An exact, complete copy of the entries that follow is needed.

------ Data ------

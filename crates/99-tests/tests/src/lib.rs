//! Cross-crate scenarios for the front-end/engine bridge.

#[cfg(all(test, not(target_arch = "wasm32")))]
mod end_to_end;

#[cfg(all(test, not(target_arch = "wasm32")))]
mod av_handoff;
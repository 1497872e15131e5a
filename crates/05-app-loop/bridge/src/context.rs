//! Bridge construction and the per-context endpoints.
//!
//! [`Bridge::init`] builds every shared piece once and splits it into the
//! handles each execution context owns:
//!
//! ```text
//! front-end thread    FrontEnd          ── commands, payloads, connect
//! engine thread       EngineEndpoints   ── CommandHost + audio/video producers
//! audio callback      AudioConsumer     ── read_into, never blocks
//! presentation        FramePresenter    ── latest frame, recycles images
//! ```
//!
//! Teardown is a `Quit` command followed by dropping the handles.

use crate::{
    BridgeConfig, BridgeError, BridgeResult, CommandHost, Engine, FrameStats, FrontEnd,
    InputPorts, PendingPayloadStore,
};
use std::sync::Arc;
use transport::{
    audio_swap, frame_swap, AudioConsumer, AudioProducer, CommandRing, CommitOutcome,
    FramePresenter, FrameProducer,
};

pub struct Bridge {
    pub front_end: FrontEnd,
    pub engine: EngineEndpoints,
    pub audio_out: AudioConsumer,
    pub presenter: FramePresenter,
}

impl Bridge {
    pub fn init(config: &BridgeConfig) -> BridgeResult<Self> {
        config.validate()?;

        let ring = Arc::new(CommandRing::new(config.queue_capacity)?);
        let payloads = Arc::new(PendingPayloadStore::new());
        let ports = Arc::new(InputPorts::default());
        let stats = Arc::new(FrameStats::default());

        let audio_config = config.audio.swap_config();
        tracing::debug!(
            sample_rate = config.audio.sample_rate.hz(),
            frame_count = audio_config.frame_count,
            latency_ms = config.audio.effective_latency_ms(),
            "audio hand-off configured"
        );
        let (audio, audio_out) = audio_swap(audio_config)?;

        let video_config = config.video.swap_config();
        tracing::debug!(
            width = video_config.width,
            height = video_config.height,
            format = ?video_config.format,
            stride = video_config.stride(),
            "video hand-off configured"
        );
        let (video, presenter) = frame_swap(video_config)?;

        let front_end = FrontEnd::new(
            Arc::clone(&ring),
            Arc::clone(&payloads),
            Arc::clone(&ports),
            Arc::clone(&stats),
            config.max_message_len,
        );
        let commands = CommandHost::new(ring, payloads, ports, stats);

        tracing::info!(queue_capacity = config.queue_capacity, "bridge initialised");
        Ok(Self {
            front_end,
            engine: EngineEndpoints {
                commands,
                audio,
                video,
            },
            audio_out,
            presenter,
        })
    }
}

/// Everything the engine thread owns.
pub struct EngineEndpoints {
    pub commands: CommandHost,
    pub audio: AudioProducer,
    pub video: FrameProducer,
}

impl EngineEndpoints {
    /// Drains pending commands and keeps audio playback in step with the
    /// pause/stop state.
    pub fn handle_events<E: Engine + ?Sized>(&mut self, engine: &mut E) -> BridgeResult<usize> {
        let dispatched = self.commands.handle_events(engine)?;
        self.sync_playback();
        Ok(dispatched)
    }

    /// Parks while paused; see [`CommandHost::wait_while_paused`].
    pub fn wait_while_paused<E: Engine + ?Sized>(&mut self, engine: &mut E) -> BridgeResult<()> {
        self.sync_playback();
        self.commands.wait_while_paused(engine)?;
        self.sync_playback();
        Ok(())
    }

    /// Publishes the filled audio buffer.
    pub fn commit_audio(&mut self) -> CommitOutcome {
        let outcome = self.audio.commit();
        match outcome {
            CommitOutcome::Swapped => tracing::trace!("audio frame committed"),
            CommitOutcome::Overrun => tracing::warn!("audio overrun, unread frame replaced"),
            CommitOutcome::Deferred => tracing::warn!("audio swap deferred, reader still busy"),
        }
        outcome
    }

    /// Hands the finished frame to presentation.
    ///
    /// A missing image resource drops this frame only; the engine carries on
    /// and the next commit tries again.
    pub fn commit_frame(&mut self) -> BridgeResult<()> {
        match self.video.commit_and_recycle() {
            Ok(_) => {
                tracing::trace!("video frame committed");
                Ok(())
            }
            Err(err) => {
                tracing::warn!(%err, "video frame dropped");
                Err(BridgeError::from(err))
            }
        }
    }

    fn sync_playback(&self) {
        let playing = !self.commands.is_paused() && !self.commands.is_stopped();
        self.audio.set_playing(playing);
    }
}
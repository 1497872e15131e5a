//! Command protocol between the front-end and the emulation engine.
//!
//! The front-end speaks a small text grammar ([`parse`]); the engine sees
//! typed [`Command`] values that travel the command ring as one tag word plus
//! at most one argument word ([`Command::encode`] / [`Command::decode`]).

mod codec;
mod command;
mod error;

pub use codec::{parse, serialize, Message, Payload, MAX_TOKENS};
pub use command::{
    Command, CommandTag, CommandWords, Drive, InputDevice, PayloadSlot, Port, DRIVE_COUNT,
};
pub use error::{ParseError, WireError};
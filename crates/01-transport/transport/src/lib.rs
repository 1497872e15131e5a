#![cfg_attr(
    all(target_arch = "wasm32", not(feature = "loom")),
    feature(stdarch_wasm_atomic_wait)
)]
//! Lock-free hand-off primitives between a front-end thread and an emulation
//! engine thread.
//!
//! * [`CommandRing`] – SPSC word queue with a parking consumer.
//! * [`audio_swap`] – fixed-size sample double buffer read by a real-time callback.
//! * [`frame_swap`] – copy-and-recycle framebuffer hand-off to a presenter.
//! * [`TransportError`] – capacity, overflow and allocation failures.

mod audio_swap;
mod cmd_ring;
mod error;
mod frame_swap;
pub mod wait;

pub use audio_swap::{
    audio_swap, AudioConsumer, AudioProducer, AudioSwapConfig, AudioSwapStats, CommitOutcome,
    AUDIO_CHANNELS, BYTES_PER_SAMPLE,
};
pub use cmd_ring::{CommandRing, MIN_RING_WORDS};
pub use error::{TransportError, TransportResult};
pub use frame_swap::{
    frame_swap, ChannelMasks, FramePresenter, FrameProducer, FrameSwapConfig, FrameSwapStats,
    ImageData, PixelFormat, Present, BYTES_PER_PIXEL, MIN_IN_FLIGHT,
};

------

→ **Result of this task**
filename crates/99-tests/tests/src/lib.rs
//! Cross-crate scenarios for the front-end/engine bridge.

#[cfg(all(test, not(target_arch = "wasm32")))]
mod end_to_end;

#[cfg(all(test, not(target_arch = "wasm32")))]
mod av_handoff;
repository 1497872e15131e5a
filename crates/05-app-loop/bridge/src/context.rs
//! Bridge construction and the per-context endpoints.
//!
//! [`Bridge::init`] builds every shared piece once and splits it into the
//! handles each execution context owns:
//!
//! ```text
//! front-end thread    FrontEnd          ── commands, payloads, connect
//! engine thread       EngineEndpoints   ── CommandHost + audio/video producers
//! audio callback      AudioConsumer     ── read_into, never blocks
//! presentation        FramePresenter    ── latest frame, recycles images
//! ```
//!
//! Teardown is a `Quit` command followed by dropping the handles.

use crate::{
    BridgeConfig, BridgeError, BridgeResult, CommandHost, Engine, FrameStats, FrontEnd,
    InputPorts, PendingPayloadStore,
};
use std::sync::Arc;
use transport::{
    audio_swap, frame_swap, AudioConsumer, AudioProducer, CommandRing, CommitOutcome,
    FramePresenter, FrameProducer,
};

pub struct Bridge {
    pub front_end: FrontEnd,
    pub engine: EngineEndpoints,
    pub audio_out: AudioConsumer,
    pub presenter: FramePresenter,
}

impl Bridge {
    pub fn init(config: &BridgeConfig) -> BridgeResult<Self> {
        config.validate()?;

        let ring = Arc::new(CommandRing::new(config.queue_capacity)?);
        let payloads = Arc::new(PendingPayloadStore::new());
        let ports = Arc::new(InputPorts::default());
        let stats = Arc::new(FrameStats::default());

        let audio_config = config.audio.swap_config();
        tracing::debug!(
            sample_rate = config.audio.sample_rate.hz(),
            frame_count = audio_config.frame_count,
            latency_ms = config.audio.effective_latency_ms(),
            "audio hand-off configured"
        );
        let (audio, audio_out) = audio_swap(audio_config)?;

        let video_config = config.video.swap_config();
        tracing::debug!(
            width = video_config.width,
            height = video_config.height,
            format = ?video_config.format,
            stride = video_config.stride(),
            "video hand-off configured"
        );
        let (video, presenter) = frame_swap(video_config)?;

        let front_end = FrontEnd::new(
            Arc::clone(&ring),
            Arc::clone(&payloads),
            Arc::clone(&ports),
            Arc::clone(&stats),
            config.max_message_len,
        );
        let commands = CommandHost::new(ring, payloads, ports, stats);

        tracing::info!(queue_capacity = config.queue_capacity, "bridge initialised");
        Ok(Self {
            front_end,
            engine: EngineEndpoints {
                commands,
                audio,
                video,
            },
            audio_out,
            presenter,
        })
    }
}

/// Everything the engine thread owns.
pub struct EngineEndpoints {
    pub commands: CommandHost,
    pub audio: AudioProducer,
    pub video: FrameProducer,
}

impl EngineEndpoints {
    /// Drains pending commands and keeps audio playback in step with the
    /// pause/stop state.
    pub fn handle_events<E: Engine + ?Sized>(&mut self, engine: &mut E) -> BridgeResult<usize> {
        let dispatched = self.commands.handle_events(engine)?;
        self.sync_playback();
        Ok(dispatched)
    }

    /// Parks while paused; see [`CommandHost::wait_while_paused`].
    pub fn wait_while_paused<E: Engine + ?Sized>(&mut self, engine: &mut E) -> BridgeResult<()> {
        self.sync_playback();
        self.commands.wait_while_paused(engine)?;
        self.sync_playback();
        Ok(())
    }

    /// Publishes the filled audio buffer.
    pub fn commit_audio(&mut self) -> CommitOutcome {
        let outcome = self.audio.commit();
        match outcome {
            CommitOutcome::Swapped => tracing::trace!("audio frame committed"),
            CommitOutcome::Overrun => tracing::warn!("audio overrun, unread frame replaced"),
            CommitOutcome::Deferred => tracing::warn!("audio swap deferred, reader still busy"),
        }
        outcome
    }

    /// Hands the finished frame to presentation.
    ///
    /// A missing image resource drops this frame only; the engine carries on
    /// and the next commit tries again.
    pub fn commit_frame(&mut self) -> BridgeResult<()> {
        match self.video.commit_and_recycle() {
            Ok(_) => {
                tracing::trace!("video frame committed");
                Ok(())
            }
            Err(err) => {
                tracing::warn!(%err, "video frame dropped");
                Err(BridgeError::from(err))
            }
        }
    }

    fn sync_playback(&self) {
        let playing = !self.commands.is_paused() && !self.commands.is_stopped();
        self.audio.set_playing(playing);
    }
}
repository 1497872e15131e5a
//! Command protocol between the front-end and the emulation engine.
//!
//! The front-end speaks a small text grammar ([`parse`]); the engine sees
//! typed [`Command`] values that travel the command ring as one tag word plus
//! at most one argument word ([`Command::encode`] / [`Command::decode`]).

mod codec;
mod command;
mod error;

pub use codec::{parse, serialize, Message, Payload, MAX_TOKENS};
pub use command::{
    Command, CommandTag, CommandWords, Drive, InputDevice, PayloadSlot, Port, DRIVE_COUNT,
};
pub use error::{ParseError, WireError};
filename crates/01-transport/transport/src/lib.rs
repository 1497872e15131e5a
#![cfg_attr(
    all(target_arch = "wasm32", not(feature = "loom")),
    feature(stdarch_wasm_atomic_wait)
)]
//! Lock-free hand-off primitives between a front-end thread and an emulation
//! engine thread.
//!
//! * [`CommandRing`] – SPSC word queue with a parking consumer.
//! * [`audio_swap`] – fixed-size sample double buffer read by a real-time callback.
//! * [`frame_swap`] – copy-and-recycle framebuffer hand-off to a presenter.
//! * [`TransportError`] – capacity, overflow and allocation failures.

mod audio_swap;
mod cmd_ring;
mod error;
mod frame_swap;
pub mod wait;

pub use audio_swap::{
    audio_swap, AudioConsumer, AudioProducer, AudioSwapConfig, AudioSwapStats, CommitOutcome,
    AUDIO_CHANNELS, BYTES_PER_SAMPLE,
};
pub use cmd_ring::{CommandRing, MIN_RING_WORDS};
pub use error::{TransportError, TransportResult};
pub use frame_swap::{
    frame_swap, ChannelMasks, FramePresenter, FrameProducer, FrameSwapConfig, FrameSwapStats,
    ImageData, PixelFormat, Present, BYTES_PER_PIXEL, MIN_IN_FLIGHT,
};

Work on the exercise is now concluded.